Peter had to admit that it was an oddly peculiar sight; Kermit had a guitar and sat on one of the desks, surrounded by an audience of hookers. He was singing, "It ain't easy being green . . . "
Peter looked at his father. "What's going on here? How come Kermit gets all the babes?!" He grabbed at his father's lapels. "We have to do something! Aaach!"
Peter sank to his knees as his father bent back his fingers, speaking again in that whispery, Brooklyn accent, "Now don't be doing that to ya pops!"
Peter rubbed his hands, whimpering. "Sorry, dad . . . what now?"
Kwai Chang returned to his former self. "There can be only one thing that can explain this; something has happened to our beta-readers. We must find the Ancient and learn how to transcend the barriers of time and space and determine what has happened."
A moment later, without any coherent manner of transition, Peter and Kwai Chang found themselves in the home of the Ancient.
"You sensed it too?" asked Kwai Chang.
"Yes! Bad acting and cheesy dialogue permeate this world. You must save us, Kwai Chang Caine!"
Kwai Chang's face steeled. "I cannot transcend the barriers between time and space, Ancient."
The Ancient's face became intense. "You CAN do this, Kwai Chang Caine!"
"I must do this, or else we will be doomed to poor grammar, bad spelling, and incomprehensible plots!"
* * *
"Where are we?" Peter asked as they appeared in a desolate wasteland of snow and ice.
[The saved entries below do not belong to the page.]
//! Result-count validation for functional tests.
//!
//! One policy, applied by every discrete test:
//!
//! | results vs expected                  | outcome | counted in perf? |
//! |--------------------------------------|---------|------------------|
//! | no expectation, results > 0          | pass    | yes              |
//! | no expectation, results == 0         | fail    | no               |
//! | results == expected                  | pass    | yes              |
//! | results == 0, expectation set        | fail    | no               |
//! | results > expected                   | fail    | no               |
//! | 0 < results < expected               | pass NA | no               |
//!
//! The NA soft pass exists so a benchmark run does not flake when the seed
//! dataset is smaller than the requested limit. It counts as passed but is
//! excluded from performance aggregation and the mode-comparison table.

use serde::{Deserialize, Serialize};

/// Soft-pass status marker for insufficient seed data.
pub const STATUS_NA: &str = "NA";

/// Outcome of validating a result count against an expectation.
#[derive(Debug, Clone, PartialEq, Eq, Serialize, Deserialize)]
pub struct CountValidation {
    pub passed: bool,
    /// Whether this run may feed performance aggregation.
    pub countable: bool,
    /// `Some(STATUS_NA)` for the soft pass, `Some(message)` on failure,
    /// `None` on a clean pass.
    pub status: Option<String>,
}

impl CountValidation {
    fn pass() -> Self {
        Self {
            passed: true,
            countable: true,
            status: None,
        }
    }

    fn pass_na() -> Self {
        Self {
            passed: true,
            countable: false,
            status: Some(STATUS_NA.to_string()),
        }
    }

    fn fail(message: impl Into<String>) -> Self {
        Self {
            passed: false,
            countable: false,
            status: Some(message.into()),
        }
    }

    pub fn is_na(&self) -> bool {
        self.status.as_deref() == Some(STATUS_NA)
    }
}

/// Apply the result-count policy.
pub fn validate_result_count(results_count: usize, expected: Option<usize>) -> CountValidation {
    let Some(expected) = expected else {
        return if results_count > 0 {
            CountValidation::pass()
        } else {
            CountValidation::fail("no results found")
        };
    };

    if results_count == expected {
        CountValidation::pass()
    } else if results_count == 0 {
        CountValidation::fail(format!("expected {expected} results, got 0"))
    } else if results_count > expected {
        CountValidation::fail(format!(
            "expected {expected} results, got {results_count} (limit not enforced)"
        ))
    } else {
        // Fewer than expected but non-zero: insufficient seed data.
        CountValidation::pass_na()
    }
}

#[cfg(test)]
mod tests {
    use super::*;

    #[test]
    fn unspecified_expectation_passes_on_any_results() {
        let v = validate_result_count(7, None);
        assert!(v.passed && v.countable && v.status.is_none());
    }

    #[test]
    fn unspecified_expectation_fails_on_zero() {
        let v = validate_result_count(0, None);
        assert!(!v.passed && !v.countable);
    }

    #[test]
    fn exact_match_passes_and_counts() {
        let v = validate_result_count(500, Some(500));
        assert!(v.passed && v.countable);
    }

    #[test]
    fn zero_with_expectation_fails() {
        let v = validate_result_count(0, Some(100));
        assert!(!v.passed);
        assert_eq!(v.status.as_deref(), Some("expected 100 results, got 0"));
    }

    #[test]
    fn overshoot_reports_limit_not_enforced() {
        let v = validate_result_count(600, Some(500));
        assert!(!v.passed && !v.countable);
        assert!(v.status.as_deref().unwrap().contains("limit not enforced"));
    }

    #[test]
    fn undershoot_is_a_soft_na_pass() {
        let v = validate_result_count(12, Some(500));
        assert!(v.passed);
        assert!(!v.countable);
        assert!(v.is_na());
    }
}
A shanty stood a little ways off.
"We are in the Northwest Territories." Kwai Chang's voice was a soft whisper.
"That's right, Kwai Chang Caine!" A man wearing a well-used trenchcoat and soft leather boots, with long hair and a thick goatee, popped up out of the snow, talking like a game show announcer . . . and just as loudly. "And what does he win -- Kelly!"
Appearing out of nowhere, a bored-looking Texas truck stop waitress (in the full uniform) took a drag off her cigarette and said in an even more bored voice, "The Chinaman and his son get a tour of the Mad Fanfiction Author's sweatshop."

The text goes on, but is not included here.